Entrée en vigueur en juillet 2018, cette mesure a conduit, selon les chiffres publiés par le SECO, à l’annonce de 200’000 postes aux ORP par les entreprises et les agences de placement privées durant la première année de mise en œuvre. La majorité provient des secteurs de l’hôtellerie/restauration, de la construction et de l’industrie. Les ORP ont de leur côté transmis au total 195’000 dossiers en réponse à ces annonces. Le résultat en termes d’emploi est néanmoins fort mince, puisqu’un engagement n’a eu lieu que pour environ 4’800 annonces.

«Cette mesure favorise les relations entre les patrons et les ORP, ce qui est positif», commente Aïcha Schutz, permanente à l’Association pour la défense des chômeurs Neuchâtel. «D’un autre côté, c’est un peu la montagne qui accouche d’une souris, avec beaucoup de complications administratives par rapport aux effets concrets sur un monde de l’emploi de plus en plus agressif».

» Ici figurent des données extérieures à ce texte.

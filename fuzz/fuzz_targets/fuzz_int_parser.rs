#![no_main]
use drillkit::{ParseError, parse_int};
use libfuzzer_sys::fuzz_target;

fuzz_target!(|data: &[u8]| {
    let ours = parse_int(data);

    // Outside of a leading '+', which is rejected here, the accepted language
    // is exactly what `str::parse::<i32>` accepts.
    let reference = match std::str::from_utf8(data) {
        Ok(text) if !text.starts_with('+') => text.parse::<i32>().ok(),
        _ => None,
    };

    match ours {
        Ok(value) => assert_eq!(reference, Some(value), "{data:?}"),
        Err(ParseError::TrailingGarbage { offset, byte }) => {
            assert!(reference.is_none());
            assert_eq!(data.get(offset), Some(&byte));
            assert!(!byte.is_ascii_digit());
        }
        Err(ParseError::EmptyInput) => assert!(data.is_empty()),
        Err(_) => assert!(reference.is_none(), "{data:?}"),
    }
});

Même son de cloche du côté de l’Association 50etplus qui lutte contre la discrimination des personnes de plus de 50 ans sur le marché de l’emploi. Pour le trésorier de l’association Eric Battisti, «l’idée n’est pas mauvaise mais ne va pas changer la donne. Les employeurs font l’annonce par obligation puis engagent finalement la personne qu’ils veulent.» Pour améliorer la situation sociale «détestable» des chômeurs de plus de 50 ans, l’association genevoise revendique des mesures concrètes comme des rentespont pour les chômeurs âgés, l’interdiction des licenciements de substitution, le nivellement des cotisations et l’obligation de garantir une formation continue dans les entreprises.

Du grain à moudre pour l’UDC?

Le syndicaliste tessinois d’Unia Leonardo Schmid va encore plus loin dans la critique d’une mesure qui, juge-t-il, «ne sert strictement à rien». Pour lui, «les seules mesures qui auraient un effet sur le dumping salarial et le taux de chômage sont l’introduction d’un salaire minimum, l’abolition du travail précaire et la diminution du temps de travail».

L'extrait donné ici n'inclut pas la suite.